_What to do_
What you return must be every line below that includes the word "placeholder".
*** Provided records Section Begins ***
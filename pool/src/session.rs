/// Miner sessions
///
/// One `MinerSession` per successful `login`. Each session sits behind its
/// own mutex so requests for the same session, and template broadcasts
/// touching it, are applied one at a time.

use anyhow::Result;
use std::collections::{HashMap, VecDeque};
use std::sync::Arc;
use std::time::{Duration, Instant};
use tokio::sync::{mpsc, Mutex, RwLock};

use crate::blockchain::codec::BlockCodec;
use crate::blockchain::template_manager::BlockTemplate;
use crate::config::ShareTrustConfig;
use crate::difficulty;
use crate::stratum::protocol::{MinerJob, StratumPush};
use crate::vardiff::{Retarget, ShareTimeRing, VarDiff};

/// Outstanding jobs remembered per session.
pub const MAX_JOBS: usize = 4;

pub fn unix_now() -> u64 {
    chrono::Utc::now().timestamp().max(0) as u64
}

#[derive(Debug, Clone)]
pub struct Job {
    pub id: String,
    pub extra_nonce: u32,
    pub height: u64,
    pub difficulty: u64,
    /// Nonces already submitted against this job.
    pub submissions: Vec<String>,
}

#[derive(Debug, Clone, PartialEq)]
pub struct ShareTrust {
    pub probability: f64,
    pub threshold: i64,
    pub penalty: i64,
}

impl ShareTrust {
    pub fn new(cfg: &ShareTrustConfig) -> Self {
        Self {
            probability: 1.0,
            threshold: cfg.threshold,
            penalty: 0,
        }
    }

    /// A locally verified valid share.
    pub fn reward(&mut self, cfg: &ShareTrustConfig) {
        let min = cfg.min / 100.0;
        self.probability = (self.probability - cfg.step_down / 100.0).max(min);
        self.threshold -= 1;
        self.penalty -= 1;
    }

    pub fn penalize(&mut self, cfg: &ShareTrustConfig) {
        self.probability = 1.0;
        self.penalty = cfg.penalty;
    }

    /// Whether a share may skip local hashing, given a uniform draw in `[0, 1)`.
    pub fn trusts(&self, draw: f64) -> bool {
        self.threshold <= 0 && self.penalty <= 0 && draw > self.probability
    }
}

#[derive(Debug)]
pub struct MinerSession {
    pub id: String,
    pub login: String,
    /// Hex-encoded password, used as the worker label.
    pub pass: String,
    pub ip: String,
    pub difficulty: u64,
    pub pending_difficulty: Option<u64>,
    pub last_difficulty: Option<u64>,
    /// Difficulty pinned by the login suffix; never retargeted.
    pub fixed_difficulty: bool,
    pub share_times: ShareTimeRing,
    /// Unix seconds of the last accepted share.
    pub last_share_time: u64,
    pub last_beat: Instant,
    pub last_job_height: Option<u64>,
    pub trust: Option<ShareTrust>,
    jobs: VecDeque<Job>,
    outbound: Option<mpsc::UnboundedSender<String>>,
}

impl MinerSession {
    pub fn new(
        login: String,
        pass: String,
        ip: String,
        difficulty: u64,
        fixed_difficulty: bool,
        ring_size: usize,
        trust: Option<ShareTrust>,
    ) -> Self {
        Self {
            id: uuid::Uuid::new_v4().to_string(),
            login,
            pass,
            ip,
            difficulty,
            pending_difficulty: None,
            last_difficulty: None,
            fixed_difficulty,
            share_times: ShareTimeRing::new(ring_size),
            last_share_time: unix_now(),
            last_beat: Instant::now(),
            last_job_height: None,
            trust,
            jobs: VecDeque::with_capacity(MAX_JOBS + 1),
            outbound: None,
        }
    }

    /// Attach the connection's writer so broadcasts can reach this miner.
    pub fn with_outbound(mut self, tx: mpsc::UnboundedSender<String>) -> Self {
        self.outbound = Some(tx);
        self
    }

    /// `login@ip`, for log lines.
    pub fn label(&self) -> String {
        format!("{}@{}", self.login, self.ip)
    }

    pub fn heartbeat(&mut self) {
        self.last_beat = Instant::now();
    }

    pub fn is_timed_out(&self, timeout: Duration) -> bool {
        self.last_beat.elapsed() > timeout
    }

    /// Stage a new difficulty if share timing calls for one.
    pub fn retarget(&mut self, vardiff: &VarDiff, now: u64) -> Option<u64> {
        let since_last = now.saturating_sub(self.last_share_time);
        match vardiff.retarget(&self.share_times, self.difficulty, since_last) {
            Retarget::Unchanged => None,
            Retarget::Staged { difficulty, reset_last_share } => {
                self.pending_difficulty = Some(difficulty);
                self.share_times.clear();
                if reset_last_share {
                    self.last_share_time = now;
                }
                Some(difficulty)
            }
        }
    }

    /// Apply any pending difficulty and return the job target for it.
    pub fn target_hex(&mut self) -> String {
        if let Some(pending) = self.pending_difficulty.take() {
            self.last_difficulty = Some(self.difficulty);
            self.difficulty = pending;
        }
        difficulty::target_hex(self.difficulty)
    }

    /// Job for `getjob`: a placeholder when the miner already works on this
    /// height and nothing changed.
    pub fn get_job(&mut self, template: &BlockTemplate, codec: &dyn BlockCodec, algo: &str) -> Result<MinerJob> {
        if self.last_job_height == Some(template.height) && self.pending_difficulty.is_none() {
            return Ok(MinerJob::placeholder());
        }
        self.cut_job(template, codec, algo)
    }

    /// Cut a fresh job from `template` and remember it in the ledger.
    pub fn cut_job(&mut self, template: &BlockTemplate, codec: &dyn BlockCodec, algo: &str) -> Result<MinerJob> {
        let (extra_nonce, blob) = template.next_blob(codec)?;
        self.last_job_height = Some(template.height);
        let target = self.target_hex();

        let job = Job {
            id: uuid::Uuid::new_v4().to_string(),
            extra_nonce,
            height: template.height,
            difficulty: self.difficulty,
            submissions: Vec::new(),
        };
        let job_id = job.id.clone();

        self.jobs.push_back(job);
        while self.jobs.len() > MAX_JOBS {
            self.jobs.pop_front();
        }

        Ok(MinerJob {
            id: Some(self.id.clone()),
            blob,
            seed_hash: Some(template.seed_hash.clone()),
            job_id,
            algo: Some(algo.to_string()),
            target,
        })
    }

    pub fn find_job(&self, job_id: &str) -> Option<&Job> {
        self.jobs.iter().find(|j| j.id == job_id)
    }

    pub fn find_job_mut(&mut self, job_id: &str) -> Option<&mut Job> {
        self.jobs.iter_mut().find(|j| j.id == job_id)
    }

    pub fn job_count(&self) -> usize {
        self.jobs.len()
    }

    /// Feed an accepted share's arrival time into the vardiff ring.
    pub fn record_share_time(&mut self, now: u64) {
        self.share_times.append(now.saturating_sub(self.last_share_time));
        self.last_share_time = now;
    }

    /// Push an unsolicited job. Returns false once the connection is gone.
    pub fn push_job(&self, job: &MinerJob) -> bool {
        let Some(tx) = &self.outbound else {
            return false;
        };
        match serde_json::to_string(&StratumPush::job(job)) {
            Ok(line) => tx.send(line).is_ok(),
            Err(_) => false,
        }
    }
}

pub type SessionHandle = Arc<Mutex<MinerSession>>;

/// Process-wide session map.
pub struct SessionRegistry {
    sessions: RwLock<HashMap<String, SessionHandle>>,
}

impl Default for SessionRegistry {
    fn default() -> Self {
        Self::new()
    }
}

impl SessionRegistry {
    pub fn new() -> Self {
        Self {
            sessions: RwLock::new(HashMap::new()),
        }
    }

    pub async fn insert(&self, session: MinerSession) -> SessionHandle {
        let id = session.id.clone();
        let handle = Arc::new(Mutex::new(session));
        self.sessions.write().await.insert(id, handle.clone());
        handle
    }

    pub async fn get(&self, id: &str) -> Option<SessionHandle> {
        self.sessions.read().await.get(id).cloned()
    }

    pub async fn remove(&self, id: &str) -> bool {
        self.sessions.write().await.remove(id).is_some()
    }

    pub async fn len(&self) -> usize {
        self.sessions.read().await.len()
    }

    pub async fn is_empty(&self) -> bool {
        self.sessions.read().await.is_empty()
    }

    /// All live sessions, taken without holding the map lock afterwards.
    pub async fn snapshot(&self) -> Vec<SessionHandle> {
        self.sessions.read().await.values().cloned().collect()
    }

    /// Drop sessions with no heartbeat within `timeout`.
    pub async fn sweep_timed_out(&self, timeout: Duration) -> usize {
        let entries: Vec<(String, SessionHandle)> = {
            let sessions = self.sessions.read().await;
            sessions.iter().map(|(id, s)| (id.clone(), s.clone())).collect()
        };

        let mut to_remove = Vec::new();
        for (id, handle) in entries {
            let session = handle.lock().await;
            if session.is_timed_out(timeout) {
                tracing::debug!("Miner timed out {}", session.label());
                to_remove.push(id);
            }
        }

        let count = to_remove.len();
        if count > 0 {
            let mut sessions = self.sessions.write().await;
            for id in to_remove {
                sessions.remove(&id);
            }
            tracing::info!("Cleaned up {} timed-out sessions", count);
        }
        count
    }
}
*** Provided records Section Ends ***
*** Provided records Section Begins ***
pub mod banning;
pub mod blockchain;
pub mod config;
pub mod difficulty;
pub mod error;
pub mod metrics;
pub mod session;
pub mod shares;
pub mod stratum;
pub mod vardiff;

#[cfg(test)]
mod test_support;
*** Provided records Section Ends ***
_Problem solution_
    /// Job for `getjob`: a placeholder when the miner already works on this
            return Ok(MinerJob::placeholder());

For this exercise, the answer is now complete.